表4 PAAD样本中m5C调控基因的CNV统计表
在具有CNV数据的183个PAAD样品中,观察到m5C调控基因具有高频的CNV(如图3所示);由表4可知,“Reader”基因ALYREF因子CNV事件的频率为18.48%,其次为“Writer”基因的NSUN4因子,其CNV事件的频率为15.22%,而“Eraser”基因TET2因子CNV事件的频率最低,为6.42%。
2)m5C调控基因的改变与临床病理学和分子特征有关
对各个临床特征进行COX回归分析,结果表明:PAAD患者的生存与更高的‘T’分级相关,而与是否发展SNV或CNV并无显著关联,如表5所示。
表5 临床特征与m5C调控基因改变的COX分析表
尽管,无论单独的SNV还是CNV,亦或是两种共同作用下,它们的改变与病人的预后之间关系并不显著;如表6所示,m5C调控基因的改变与TP53、BRCA1、CDKN2A和ATM的改变显著相关;事实上,在99例TP53改变患者中,m5C调控基因的改变在超过半数的样本中被检测到。
表6 m5C调控基因改变与PAAD相关高频治病基因的关系
由上述分析可知,m5C调控基因的CNV改变比SNV的改变显著,CNV的改变可以通过剂量补偿效应影响基因的表达水平。接下来评估m5C调控基因改变对mRNA表达的影响。

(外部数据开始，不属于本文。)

//! Recording stand-ins for handlers and loggers.
//!
//! Every mock is a cheap handle over shared state: the copy registered in
//! the container and the copy held by the test observe the same calls.

use std::{
    any::type_name, error::Error as StdError, fmt, marker::PhantomData,
    sync::Arc,
};

use async_trait::async_trait;
use cqrs_host::{
    CommandHandler, HandlerError, LogLevel, Logger, Query, QueryHandler,
};
use parking_lot::Mutex;

use crate::verification::{Times, VerificationFailure, assert_verified};

struct CommandState<C> {
    calls: Mutex<Vec<C>>,
    failure: Mutex<Option<String>>,
}

/// Command handler that records each command and succeeds unless told to
/// fail.
pub struct MockCommandHandler<C> {
    state: Arc<CommandState<C>>,
}

impl<C> Clone for MockCommandHandler<C> {
    fn clone(&self) -> Self {
        Self {
            state: Arc::clone(&self.state),
        }
    }
}

impl<C> Default for MockCommandHandler<C> {
    fn default() -> Self {
        Self {
            state: Arc::new(CommandState {
                calls: Mutex::new(Vec::new()),
                failure: Mutex::new(None),
            }),
        }
    }
}

impl<C: fmt::Debug> MockCommandHandler<C> {
    /// Mock that records commands and succeeds.
    pub fn new() -> Self {
        Self::default()
    }

    /// Makes every later call fail with `message`.
    pub fn fails_with(self, message: impl Into<String>) -> Self {
        *self.state.failure.lock() = Some(message.into());
        self
    }

    /// Number of commands received.
    pub fn call_count(&self) -> usize {
        self.state.calls.lock().len()
    }

    /// Commands received so far, oldest first.
    pub fn received(&self) -> Vec<C>
    where
        C: Clone,
    {
        self.state.calls.lock().clone()
    }

    /// Panics unless the number of commands received matches `times`.
    #[track_caller]
    pub fn verify(&self, times: Times) {
        assert_verified(self.check(times));
    }

    /// Panics unless the number of commands satisfying `predicate`
    /// matches `times`.
    #[track_caller]
    pub fn verify_with(&self, times: Times, predicate: impl Fn(&C) -> bool) {
        assert_verified(self.check_with(times, predicate));
    }

    /// Non-panicking [`verify`](Self::verify).
    pub fn check(&self, times: Times) -> Result<(), VerificationFailure> {
        self.check_with(times, |_| true)
    }

    /// Non-panicking [`verify_with`](Self::verify_with).
    pub fn check_with(
        &self,
        times: Times,
        predicate: impl Fn(&C) -> bool,
    ) -> Result<(), VerificationFailure> {
        let calls = self.state.calls.lock();
        let matching = calls.iter().filter(|call| predicate(call)).count();
        VerificationFailure::check(
            format!("MockCommandHandler<{}>", type_name::<C>()),
            times,
            matching,
            || render_calls(calls.as_slice()),
        )
    }
}

impl<C> fmt::Debug for MockCommandHandler<C> {
    fn fmt(&self, f: &mut fmt::Formatter<'_>) -> fmt::Result {
        f.debug_struct("MockCommandHandler")
            .field("command", &type_name::<C>())
            .field("calls", &self.state.calls.lock().len())
            .finish()
    }
}

#[async_trait]
impl<C> CommandHandler<C> for MockCommandHandler<C>
where
    C: fmt::Debug + Send + 'static,
{
    async fn handle(&self, command: C) -> Result<(), HandlerError> {
        self.state.calls.lock().push(command);
        match self.state.failure.lock().clone() {
            Some(message) => Err(HandlerError::failed(message)),
            None => Ok(()),
        }
    }
}

type Responder<Q> = Arc<
    dyn Fn(&Q) -> Result<<Q as Query>::Output, HandlerError> + Send + Sync,
>;

struct QueryState<Q: Query> {
    calls: Mutex<Vec<Q>>,
    responder: Mutex<Responder<Q>>,
}

/// Query handler that records each query and answers from a programmable
/// responder.
pub struct MockQueryHandler<Q: Query> {
    state: Arc<QueryState<Q>>,
}

impl<Q: Query> Clone for MockQueryHandler<Q> {
    fn clone(&self) -> Self {
        Self {
            state: Arc::clone(&self.state),
        }
    }
}

impl<Q: Query + fmt::Debug> MockQueryHandler<Q> {
    /// A mock that fails with [`HandlerError::Unconfigured`] until a result
    /// is programmed.
    pub fn strict() -> Self {
        Self::with_responder(Arc::new(|_: &Q| {
            Err(HandlerError::Unconfigured {
                handler: type_name::<Q>(),
            })
        }))
    }

    /// A mock that answers `Default::default()` until a result is
    /// programmed.
    pub fn with_default() -> Self
    where
        Q::Output: Default,
    {
        Self::with_responder(Arc::new(|_: &Q| Ok(Q::Output::default())))
    }

    fn with_responder(responder: Responder<Q>) -> Self {
        Self {
            state: Arc::new(QueryState {
                calls: Mutex::new(Vec::new()),
                responder: Mutex::new(responder),
            }),
        }
    }

    /// Answers every later call with a clone of `value`.
    pub fn returns(self, value: Q::Output) -> Self
    where
        Q::Output: Clone + Sync,
    {
        self.returns_with(move |_| Ok(value.clone()))
    }

    /// Answers every later call by running `responder` on the query.
    pub fn returns_with<F>(self, responder: F) -> Self
    where
        F: Fn(&Q) -> Result<Q::Output, HandlerError> + Send + Sync + 'static,
    {
        *self.state.responder.lock() = Arc::new(responder);
        self
    }

    /// Makes every later call fail with `message`.
    pub fn fails_with(self, message: impl Into<String>) -> Self {
        let message = message.into();
        self.returns_with(move |_| Err(HandlerError::failed(message.clone())))
    }

    /// Number of queries received.
    pub fn call_count(&self) -> usize {
        self.state.calls.lock().len()
    }

    /// Queries received so far, oldest first.
    pub fn received(&self) -> Vec<Q>
    where
        Q: Clone,
    {
        self.state.calls.lock().clone()
    }

    /// Panics unless the number of queries received matches `times`.
    #[track_caller]
    pub fn verify(&self, times: Times) {
        assert_verified(self.check(times));
    }

    /// Panics unless the number of queries satisfying `predicate`
    /// matches `times`.
    #[track_caller]
    pub fn verify_with(&self, times: Times, predicate: impl Fn(&Q) -> bool) {
        assert_verified(self.check_with(times, predicate));
    }

    /// Non-panicking [`verify`](Self::verify).
    pub fn check(&self, times: Times) -> Result<(), VerificationFailure> {
        self.check_with(times, |_| true)
    }

    /// Non-panicking [`verify_with`](Self::verify_with).
    pub fn check_with(
        &self,
        times: Times,
        predicate: impl Fn(&Q) -> bool,
    ) -> Result<(), VerificationFailure> {
        let calls = self.state.calls.lock();
        let matching = calls.iter().filter(|call| predicate(call)).count();
        VerificationFailure::check(
            format!("MockQueryHandler<{}>", type_name::<Q>()),
            times,
            matching,
            || render_calls(calls.as_slice()),
        )
    }
}

impl<Q: Query> fmt::Debug for MockQueryHandler<Q> {
    fn fmt(&self, f: &mut fmt::Formatter<'_>) -> fmt::Result {
        f.debug_struct("MockQueryHandler")
            .field("query", &type_name::<Q>())
            .field("calls", &self.state.calls.lock().len())
            .finish()
    }
}

#[async_trait]
impl<Q> QueryHandler<Q> for MockQueryHandler<Q>
where
    Q: Query + fmt::Debug,
{
    async fn handle(&self, query: Q) -> Result<Q::Output, HandlerError> {
        let responder = self.state.responder.lock().clone();
        let result = responder(&query);
        self.state.calls.lock().push(query);
        result
    }
}

/// One captured log call. The error is kept in its rendered form.
#[derive(Debug, Clone, PartialEq, Eq)]
pub struct LogEntry {
    /// Level the call was made at.
    pub level: LogLevel,
    /// The message as logged.
    pub message: String,
    /// The error, rendered with `Display`.
    pub error: Option<String>,
}

impl fmt::Display for LogEntry {
    fn fmt(&self, f: &mut fmt::Formatter<'_>) -> fmt::Result {
        write!(f, "[{}] {}", self.level, self.message)?;
        if let Some(error) = &self.error {
            write!(f, " (error: {error})")?;
        }
        Ok(())
    }
}

/// Logger for category `C` that keeps every call for later verification.
pub struct MockLogger<C: ?Sized> {
    entries: Arc<Mutex<Vec<LogEntry>>>,
    _category: PhantomData<fn(&C)>,
}

impl<C: ?Sized> Clone for MockLogger<C> {
    fn clone(&self) -> Self {
        Self {
            entries: Arc::clone(&self.entries),
            _category: PhantomData,
        }
    }
}

impl<C: ?Sized> Default for MockLogger<C> {
    fn default() -> Self {
        Self {
            entries: Arc::default(),
            _category: PhantomData,
        }
    }
}

impl<C: ?Sized> MockLogger<C> {
    /// Logger with no entries.
    pub fn new() -> Self {
        Self::default()
    }

    /// Every captured call, oldest first.
    pub fn entries(&self) -> Vec<LogEntry> {
        self.entries.lock().clone()
    }

    /// Captured calls at `level`.
    pub fn entries_at(&self, level: LogLevel) -> Vec<LogEntry> {
        self.entries
            .lock()
            .iter()
            .filter(|entry| entry.level == level)
            .cloned()
            .collect()
    }

    /// Panics unless the number of trace calls whose message contains
    /// `contains` matches `times`. `None` counts every call at the level.
    #[track_caller]
    pub fn verify_trace_message(&self, times: Times, contains: Option<&str>) {
        self.verify_level(LogLevel::Trace, times, contains);
    }

    /// Same as [`verify_trace_message`](Self::verify_trace_message) at
    /// debug level.
    #[track_caller]
    pub fn verify_debug_message(&self, times: Times, contains: Option<&str>) {
        self.verify_level(LogLevel::Debug, times, contains);
    }

    /// Information level.
    #[track_caller]
    pub fn verify_information_message(&self, times: Times, contains: Option<&str>) {
        self.verify_level(LogLevel::Information, times, contains);
    }

    /// Warning level.
    #[track_caller]
    pub fn verify_warning_message(&self, times: Times, contains: Option<&str>) {
        self.verify_level(LogLevel::Warning, times, contains);
    }

    /// Error level.
    #[track_caller]
    pub fn verify_error_message(&self, times: Times, contains: Option<&str>) {
        self.verify_level(LogLevel::Error, times, contains);
    }

    /// Critical level.
    #[track_caller]
    pub fn verify_critical_message(&self, times: Times, contains: Option<&str>) {
        self.verify_level(LogLevel::Critical, times, contains);
    }

    /// Counts calls at `level` whose message and rendered error satisfy the
    /// given predicates; a missing predicate matches anything.
    #[track_caller]
    pub fn verify_logger(
        &self,
        level: LogLevel,
        times: Times,
        message: Option<&dyn Fn(&str) -> bool>,
        error: Option<&dyn Fn(Option<&str>) -> bool>,
    ) {
        assert_verified(self.check_logger(level, times, message, error));
    }

    /// Non-panicking [`verify_logger`](Self::verify_logger).
    pub fn check_logger(
        &self,
        level: LogLevel,
        times: Times,
        message: Option<&dyn Fn(&str) -> bool>,
        error: Option<&dyn Fn(Option<&str>) -> bool>,
    ) -> Result<(), VerificationFailure> {
        let entries = self.entries.lock();
        let matching = entries
            .iter()
            .filter(|entry| entry.level == level)
            .filter(|entry| message.is_none_or(|matches| matches(&entry.message)))
            .filter(|entry| error.is_none_or(|matches| matches(entry.error.as_deref())))
            .count();
        VerificationFailure::check(
            format!("MockLogger<{}> at level {level}", type_name::<C>()),
            times,
            matching,
            || entries.iter().map(LogEntry::to_string).collect(),
        )
    }

    #[track_caller]
    fn verify_level(&self, level: LogLevel, times: Times, contains: Option<&str>) {
        let message = contains.map(|needle| move |text: &str| text.contains(needle));
        let message = message.as_ref().map(|f| f as &dyn Fn(&str) -> bool);
        self.verify_logger(level, times, message, None);
    }
}

impl<C: ?Sized> fmt::Debug for MockLogger<C> {
    fn fmt(&self, f: &mut fmt::Formatter<'_>) -> fmt::Result {
        f.debug_struct("MockLogger")
            .field("category", &type_name::<C>())
            .field("entries", &self.entries.lock().len())
            .finish()
    }
}

impl<C: ?Sized> Logger<C> for MockLogger<C> {
    fn log(
        &self,
        level: LogLevel,
        message: &str,
        error: Option<&(dyn StdError + 'static)>,
    ) {
        self.entries.lock().push(LogEntry {
            level,
            message: message.to_string(),
            error: error.map(ToString::to_string),
        });
    }
}

fn render_calls<T: fmt::Debug>(calls: &[T]) -> Vec<String> {
    calls.iter().map(|call| format!("{call:?}")).collect()
}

在177个PAAD样品中,m5C调控基因中NSUN1和DNMT2 2个因子未被测到,排除这2个因子后,11个因子的mRNA表达水平与不同的CNV模式显著相关。对于这11个因子中,有8个因子的拷贝数增加,这与较高的mRNA表达有关;而缺失则导致mRNA表达下降,如图4所示。
11个因子中,有3个因子(NSUN5、NSUN6和NSUN7)的表达量与CNV无显著关系,他们只集中在Writers中。而所有的Erasers和Reader基因的表达都与CNV显著相关,这表明m5C调控基因中的Erasers和Reader可能具有重要调控作用。
3)m5C调控基因与PAAD患者的存活之间的关联
T临床分级与PAAD病人的预后有关联,如图5所示;将T1及T2看作是Low stage病例,而T3及T4以上的病例为High stage病例;以此为划分依据,对m5C调控基因在不同T stage病例中的表达进行聚类如图6所示。
结果表明,只有DNMT3A因子的表达与患者的临床分级有显著关联,且呈现出负相关,如图7所示,该基因不但具有最高的突变率,而且在表达水平上也与CNV的改变呈正相关关系;结合上述临床分级与病人预后存在显著关联,这预示着m5C调控基因表达量与患者的预后有关。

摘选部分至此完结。